Dagan-Wiener, A. ; Nissim, I. ; Ben Abu, N. ; Borgonovo, G. ; Bassoli, A. ; Niv, M. Y. . Bitter Or Not? Bitterpredict, A Tool For Predicting Taste From Chemical Structure. 2017, 7, 12074.

Date Published:

2017

Abstract:

Bitter taste is an innately aversive taste modality that is considered to protect animals from consuming toxic compounds. Yet, bitterness is not always noxious and some bitter compounds have beneficial effects on health. Hundreds of bitter compounds were reported (and are accessible via the BitterDB http://bitterdb.agri.huji.ac.il/dbbitter.php), but numerous additional bitter molecules are still unknown. The dramatic chemical diversity of bitterants makes bitterness prediction a difficult task. Here we present a machine learning classifier, BitterPredict, which predicts whether a compound is bitter or not, based on its chemical structure.
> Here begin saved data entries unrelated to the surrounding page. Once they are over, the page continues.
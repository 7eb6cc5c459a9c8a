//! # facsforge-core
//!
//! フローサイトメトリーの階層ゲーティングエンジン。
//!
//! ## モジュール構成
//!
//! - `table`: イベントテーブル（列ストレージ共有 + 行インデックス部分集合）
//! - `channel`: 要求チャネル名 → 実列名の解決
//! - `panel`: パネル定義（蛍光色素・ignore 指定）とマーカー除去
//! - `threshold`: ヒストグラムによる自動閾値
//! - `gate`: threshold / rectangle / polygon ゲート
//! - `markers`: positive / negative マーカー規則
//! - `population`: 集団の依存グラフ解決
//! - `config`: 実験設定 YAML
//! - `pipeline`: 1サンプル分の通し処理
//!

// 基本型
pub mod error;
pub mod table;

// 解決・推定
pub mod channel;
pub mod panel;
pub mod threshold;

// 評価
pub mod gate;
pub mod markers;
pub mod population;

// 設定と通し処理
pub mod config;
pub mod pipeline;

pub use config::Experiment;
pub use error::{ConfigError, GatingError, GatingFailure, GatingResult, GatingWarning, Polarity};
pub use gate::{Gate, GateDef};
pub use panel::Panel;
pub use pipeline::{GatingReport, run_gating};
pub use population::{GatingOutcome, PopulationDef, Populations, resolve_populations};
pub use table::EventTable;
pub use threshold::{ThresholdEstimator, ThresholdTable};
BitterDB was used as the positive set, and non-bitter molecules were gathered from literature to create the negative set. Adaptive Boosting (AdaBoost), based on decision trees machine-learning algorithm was applied to molecules that were represented using physicochemical and ADME/Tox descriptors. BitterPredict correctly classifies over 80% of the compounds in the hold-out test set, and 70–90% of the compounds in three independent external sets and in sensory test validation, providing a quick and reliable tool for classifying large sets of compounds into bitter and non-bitter groups. BitterPredict suggests that about 40% of random molecules, and a large portion (66%) of clinical and experimental drugs, and of natural products (77%) are bitter.